Showdown am Obersten Gerichtshof für Rekord-Pleitier René Benko! Am Donnerstag entscheidet das Höchstgericht im Verfahren wegen betrügerischer Krida. Der Signa-Gründer war im Oktober 2025 erstinstanzlich teilschuldig gesprochen und zu zwei Jahren Haft verurteilt worden. Die „Krone“ ist vor Ort, verfolgen Sie die Entwicklungen hier im Liveticker!
Benko soll seiner Mutter 300.000 Euro geschenkt und so seinen Gläubigern vorenthalten haben. Sein Verteidiger Norbert Wess bekämpft die Verurteilung seines Mandanten. Die Wirtschafts- und Korruptionsstaatsanwaltschaft will ihrerseits den Freispruch in einem Teilkomplex des Verfahrens bekämpfen.
Dabei geht es um eine Mietvorauszahlung von 360.000 Euro für eine Villa im Innsbrucker Stadtteil Hungerburg kurz vor der Signa-Pleite. Die WKStA sah auch hier das Vergehen der betrügerischen Krida erfüllt – Benko war allerdings im Oktober freigesprochen worden.
In einem zweiten Verfahren am Landesgericht Innsbruck im Dezember 2025 fasste Benko ebenfalls wegen betrügerischer Krida 15 Monate bedingte Haft aus. Auch über die Rechtsmittel zu dieser Entscheidung wird der OGH zu einem späteren Zeitpunkt beraten. Zudem hat die WKStA vor Kurzem eine dritte Anklage gegen den Signa-Gründer erhoben. Benko wies bisher immer alle Vorwürfe zurück. Er sitzt seit Jänner 2025 in Untersuchungshaft.

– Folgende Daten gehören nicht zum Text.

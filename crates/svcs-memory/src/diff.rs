//! Scan Diff Engine.
//!
//! Compares where things were in a "before" scan with where they are in an
//! "after" scan.
//!
//! For each scan the full detection history is collapsed into the **latest
//! position per detector label** (greatest timestamp wins; on equal
//! timestamps the first one seen is kept).  Multiple tracked instances that
//! share a label therefore collapse into one representative; this is a
//! scan-level change summary, not per-instance diffing.
//!
//! Then, per label:
//!
//! | present in | condition | event |
//! |---|---|---|
//! | both | distance > threshold | `MOVE {label, distance, from, to}` |
//! | both | distance ≤ threshold | – |
//! | after only | | `ADDED {label, to}` |
//! | before only | | `REMOVED {label, from}` |
//!
//! Events are grouped MOVE, ADDED, REMOVED; each group is in ascending label
//! order.  Distances are rounded to 4 decimals.

use std::collections::BTreeMap;

use serde::Serialize;
use svcs_types::{Detection, DiffEvent, DiffEventKind, Position3D, SvcsError};

use crate::scan_store::{ScanRecord, ScanStore};

/// Default MOVE threshold, in position units.
pub const DEFAULT_DIFF_THRESHOLD: f64 = 0.5;

/// Result of comparing two scans.
#[derive(Debug, Clone, PartialEq, Serialize)]
pub struct ScanDiff {
    pub before_scan: String,
    pub after_scan: String,
    pub threshold: f64,
    pub events: Vec<DiffEvent>,
    pub total: usize,
    pub summary: String,
}

/// Latest position of every label in `detections`.
pub fn latest_positions(detections: &[Detection]) -> BTreeMap<String, Position3D> {
    let mut latest: BTreeMap<String, (f64, Position3D)> = BTreeMap::new();
    for det in detections {
        match latest.get_mut(&det.label) {
            Some(entry) if det.timestamp > entry.0 => {
                *entry = (det.timestamp, det.position_3d);
            }
            Some(_) => {}
            None => {
                latest.insert(det.label.clone(), (det.timestamp, det.position_3d));
            }
        }
    }
    latest.into_iter().map(|(label, (_, pos))| (label, pos)).collect()
}

/// Classify the changes between two latest-position maps.
pub fn diff_positions(
    before: &BTreeMap<String, Position3D>,
    after: &BTreeMap<String, Position3D>,
    threshold: f64,
) -> Vec<DiffEvent> {
    let mut moved = Vec::new();
    let mut added = Vec::new();
    let mut removed = Vec::new();

    for (label, to) in after {
        match before.get(label) {
            Some(from) => {
                let distance = from.distance(to);
                if distance > threshold {
                    moved.push(DiffEvent {
                        kind: DiffEventKind::Move,
                        label: label.clone(),
                        distance: Some(round4(distance)),
                        from: Some(*from),
                        to: Some(*to),
                    });
                }
            }
            None => added.push(DiffEvent {
                kind: DiffEventKind::Added,
                label: label.clone(),
                distance: None,
                from: None,
                to: Some(*to),
            }),
        }
    }
    for (label, from) in before {
        if !after.contains_key(label) {
            removed.push(DiffEvent {
                kind: DiffEventKind::Removed,
                label: label.clone(),
                distance: None,
                from: Some(*from),
                to: None,
            });
        }
    }

    moved.into_iter().chain(added).chain(removed).collect()
}

/// One-line human-readable summary of `events`.
pub fn summarize(before_scan: &str, after_scan: &str, events: &[DiffEvent]) -> String {
    if events.is_empty() {
        return format!("No changes detected between {before_scan} and {after_scan}.");
    }
    let count = |kind| events.iter().filter(|e| e.kind == kind).count();
    let total = events.len();
    format!(
        "{total} change{} between {before_scan} and {after_scan}: {} moved, {} added, {} removed.",
        if total == 1 { "" } else { "s" },
        count(DiffEventKind::Move),
        count(DiffEventKind::Added),
        count(DiffEventKind::Removed),
    )
}

/// Diff two scan snapshots.
pub fn diff_scans(
    before: &ScanRecord,
    after: &ScanRecord,
    threshold: f64,
) -> Result<ScanDiff, SvcsError> {
    check_threshold(threshold)?;
    Ok(build_diff(
        &before.scan_id,
        &after.scan_id,
        &latest_positions(&before.detections),
        &latest_positions(&after.detections),
        threshold,
    ))
}

impl ScanStore {
    /// Diff two stored scans without cloning their histories.
    ///
    /// Both ids are checked first; an unknown id yields
    /// [`SvcsError::NotFound`] whatever the threshold.  A negative or
    /// non-finite threshold on known scans yields [`SvcsError::InvalidInput`].
    pub fn diff(&self, before: &str, after: &str, threshold: f64) -> Result<ScanDiff, SvcsError> {
        for id in [before, after] {
            if !self.contains(id) {
                return Err(SvcsError::NotFound(format!("Scan '{id}' not found")));
            }
        }
        check_threshold(threshold)?;

        let before_latest = self.with_scan(before, |r| latest_positions(&r.detections))?;
        let after_latest = self.with_scan(after, |r| latest_positions(&r.detections))?;
        Ok(build_diff(before, after, &before_latest, &after_latest, threshold))
    }
}

fn check_threshold(threshold: f64) -> Result<(), SvcsError> {
    if !threshold.is_finite() || threshold < 0.0 {
        return Err(SvcsError::InvalidInput(format!(
            "diff threshold must be a non-negative number, got {threshold}"
        )));
    }
    Ok(())
}

fn build_diff(
    before: &str,
    after: &str,
    before_latest: &BTreeMap<String, Position3D>,
    after_latest: &BTreeMap<String, Position3D>,
    threshold: f64,
) -> ScanDiff {
    let events = diff_positions(before_latest, after_latest, threshold);
    ScanDiff {
        before_scan: before.to_string(),
        after_scan: after.to_string(),
        threshold,
        total: events.len(),
        summary: summarize(before, after, &events),
        events,
    }
}

fn round4(v: f64) -> f64 {
    (v * 10_000.0).round() / 10_000.0
}

#[cfg(test)]
mod tests {
    use super::*;
    use crate::scan_store::{FrameCommit, FusedDetection};
    use svcs_types::{BoundingBox, ObjectKey};

    fn det(label: &str, t: f64, x: f64, y: f64, z: f64) -> Detection {
        let mut d = Detection::new(label, BoundingBox::default(), Position3D::new(x, y, z));
        d.timestamp = t;
        d
    }

    fn positions(entries: &[(&str, (f64, f64, f64))]) -> BTreeMap<String, Position3D> {
        entries
            .iter()
            .map(|(l, (x, y, z))| (l.to_string(), Position3D::new(*x, *y, *z)))
            .collect()
    }

    fn record(store: &ScanStore, scan: &str, detections: Vec<Detection>) {
        let t = detections.iter().map(|d| d.timestamp).fold(0.0, f64::max);
        let detections = detections
            .into_iter()
            .map(|d| FusedDetection {
                key: ObjectKey::new(format!("{}_{}", d.label, d.timestamp)),
                detection: d,
                fresh: None,
            })
            .collect();
        store.record_frame(
            scan,
            None,
            FrameCommit {
                timestamp: t,
                frame_path: None,
                detections,
                observations: vec![],
            },
        );
    }

    // ── latest_positions ─────────────────────────────────────────────────────

    #[test]
    fn latest_position_keeps_greatest_timestamp() {
        let dets = vec![
            det("cup", 1.0, 0.0, 0.0, 0.0),
            det("cup", 3.0, 2.0, 0.0, 0.0),
            det("cup", 2.0, 1.0, 0.0, 0.0),
        ];
        let latest = latest_positions(&dets);
        assert_eq!(latest["cup"], Position3D::new(2.0, 0.0, 0.0));
    }

    #[test]
    fn latest_position_tie_keeps_first_seen() {
        let dets = vec![det("cup", 1.0, 0.0, 0.0, 0.0), det("cup", 1.0, 5.0, 0.0, 0.0)];
        assert_eq!(latest_positions(&dets)["cup"], Position3D::new(0.0, 0.0, 0.0));
    }

    #[test]
    fn same_label_instances_collapse() {
        let mut a = det("chair", 1.0, 0.0, 0.0, 0.0);
        a.tracker_id = 1;
        let mut b = det("chair", 2.0, 4.0, 0.0, 0.0);
        b.tracker_id = 2;
        let latest = latest_positions(&[a, b]);
        assert_eq!(latest.len(), 1);
    }

    // ── diff_positions ───────────────────────────────────────────────────────

    #[test]
    fn move_then_added() {
        let before = positions(&[("a", (0.0, 0.0, 0.0))]);
        let after = positions(&[("a", (1.0, 0.0, 0.0)), ("b", (0.0, 0.0, 0.0))]);
        let events = diff_positions(&before, &after, 0.5);

        assert_eq!(events.len(), 2);
        assert_eq!(events[0].kind, DiffEventKind::Move);
        assert_eq!(events[0].label, "a");
        assert_eq!(events[0].distance, Some(1.0));
        assert_eq!(events[0].from, Some(Position3D::new(0.0, 0.0, 0.0)));
        assert_eq!(events[0].to, Some(Position3D::new(1.0, 0.0, 0.0)));
        assert_eq!(events[1].kind, DiffEventKind::Added);
        assert_eq!(events[1].label, "b");
        assert!(events[1].from.is_none());
        assert_eq!(events[1].to, Some(Position3D::new(0.0, 0.0, 0.0)));
    }

    #[test]
    fn identical_positions_yield_no_events() {
        let p = positions(&[("a", (1.0, 2.0, 3.0)), ("b", (0.0, 0.0, 0.0))]);
        for threshold in [0.01, 0.5, 10.0] {
            assert!(diff_positions(&p, &p, threshold).is_empty());
        }
    }

    #[test]
    fn within_threshold_is_silent() {
        let before = positions(&[("a", (0.0, 0.0, 0.0))]);
        let after = positions(&[("a", (0.5, 0.0, 0.0))]);
        assert!(diff_positions(&before, &after, 0.5).is_empty());
    }

    #[test]
    fn categories_ordered_and_alphabetical() {
        let before = positions(&[
            ("zebra", (0.0, 0.0, 0.0)),
            ("mug", (0.0, 0.0, 0.0)),
            ("lamp", (0.0, 0.0, 0.0)),
            ("desk", (0.0, 0.0, 0.0)),
        ]);
        let after = positions(&[
            ("mug", (3.0, 0.0, 0.0)),
            ("desk", (0.0, 2.0, 0.0)),
            ("vase", (0.0, 0.0, 0.0)),
            ("book", (0.0, 0.0, 0.0)),
        ]);
        let events = diff_positions(&before, &after, 0.5);
        let got: Vec<(DiffEventKind, &str)> =
            events.iter().map(|e| (e.kind, e.label.as_str())).collect();
        assert_eq!(
            got,
            vec![
                (DiffEventKind::Move, "desk"),
                (DiffEventKind::Move, "mug"),
                (DiffEventKind::Added, "book"),
                (DiffEventKind::Added, "vase"),
                (DiffEventKind::Removed, "lamp"),
                (DiffEventKind::Removed, "zebra"),
            ]
        );
    }

    #[test]
    fn distance_rounded_to_four_decimals() {
        let before = positions(&[("a", (0.0, 0.0, 0.0))]);
        let after = positions(&[("a", (1.0, 1.0, 1.0))]);
        let events = diff_positions(&before, &after, 0.5);
        assert_eq!(events[0].distance, Some(1.7321));
    }

    #[test]
    fn summary_wording() {
        assert_eq!(summarize("a", "b", &[]), "No changes detected between a and b.");
        let before = positions(&[("x", (0.0, 0.0, 0.0))]);
        let events = diff_positions(&before, &BTreeMap::new(), 0.5);
        assert_eq!(
            summarize("a", "b", &events),
            "1 change between a and b: 0 moved, 0 added, 1 removed."
        );
    }

    // ── ScanStore::diff ──────────────────────────────────────────────────────

    #[test]
    fn store_diff_reports_unknown_scan() {
        let store = ScanStore::new(10.0);
        store.get_or_create("before", None);
        let err = store.diff("before", "missing", 0.5).unwrap_err();
        assert!(matches!(err, SvcsError::NotFound(ref m) if m.contains("missing")));
        let err = store.diff("missing", "before", 0.5).unwrap_err();
        assert!(matches!(err, SvcsError::NotFound(_)));
    }

    #[test]
    fn store_diff_empty_scans_is_empty_not_error() {
        let store = ScanStore::new(10.0);
        store.get_or_create("a", None);
        store.get_or_create("b", None);
        let diff = store.diff("a", "b", DEFAULT_DIFF_THRESHOLD).unwrap();
        assert!(diff.events.is_empty());
        assert_eq!(diff.total, 0);
    }

    #[test]
    fn store_diff_uses_recorded_history() {
        let store = ScanStore::new(10.0);
        record(&store, "before", vec![det("a", 1.0, 0.0, 0.0, 0.0)]);
        record(&store, "after", vec![det("a", 2.0, 1.0, 0.0, 0.0), det("b", 2.0, 0.0, 0.0, 0.0)]);

        let diff = store.diff("before", "after", 0.5).unwrap();
        assert_eq!(diff.total, 2);
        assert_eq!(diff.events[0].kind, DiffEventKind::Move);
        assert_eq!(diff.events[1].kind, DiffEventKind::Added);
        assert!(diff.summary.starts_with("2 changes"));
    }

    #[test]
    fn snapshot_diff_matches_store_diff() {
        let store = ScanStore::new(10.0);
        record(&store, "before", vec![det("lamp", 1.0, 0.0, 0.0, 0.0)]);
        record(&store, "after", vec![det("mug", 1.0, 0.0, 0.0, 0.0)]);

        let before = store.snapshot("before").unwrap();
        let after = store.snapshot("after").unwrap();
        let diff = diff_scans(&before, &after, DEFAULT_DIFF_THRESHOLD).unwrap();
        assert_eq!(diff, store.diff("before", "after", DEFAULT_DIFF_THRESHOLD).unwrap());
        assert_eq!(diff.events[0].kind, DiffEventKind::Added);
        assert_eq!(diff.events[1].kind, DiffEventKind::Removed);
        assert!(diff_scans(&before, &after, f64::INFINITY).is_err());
    }

    #[test]
    fn store_diff_same_scan_twice() {
        let store = ScanStore::new(10.0);
        record(&store, "room", vec![det("a", 1.0, 0.0, 0.0, 0.0)]);
        let diff = store.diff("room", "room", 0.5).unwrap();
        assert!(diff.events.is_empty());
    }

    #[test]
    fn store_diff_rejects_negative_threshold() {
        let store = ScanStore::new(10.0);
        store.get_or_create("a", None);
        assert!(matches!(
            store.diff("a", "a", -1.0).unwrap_err(),
            SvcsError::InvalidInput(_)
        ));
    }

    #[test]
    fn unknown_scan_reported_before_bad_threshold() {
        let store = ScanStore::new(10.0);
        store.get_or_create("a", None);
        for threshold in [-1.0, f64::NAN] {
            assert!(matches!(
                store.diff("a", "missing", threshold).unwrap_err(),
                SvcsError::NotFound(_)
            ));
            assert!(matches!(
                store.diff("missing", "a", threshold).unwrap_err(),
                SvcsError::NotFound(_)
            ));
        }
    }
}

17 verschiedene Ermittlungsstränge
Die WKStA ermittelt im Zusammenhang mit der Insolvenz des Immobilienkonzerns Signa inzwischen zu 17 unterschiedlichen Sachverhalten. Benko ist allerdings keineswegs in allen Ermittlungssträngen der Beschuldigte, die Vorwürfe betreffen auch andere hochrangige Signa-Funktionsträger sowie seine Ehefrau Nathalie Benko. Sie war zuletzt nicht rechtskräftig in Innsbruck zur Zahlung von zwei Millionen Euro aus der Konkursmasse verurteilt worden. Nathalie Benko und der Masseverwalter meldeten Berufung an.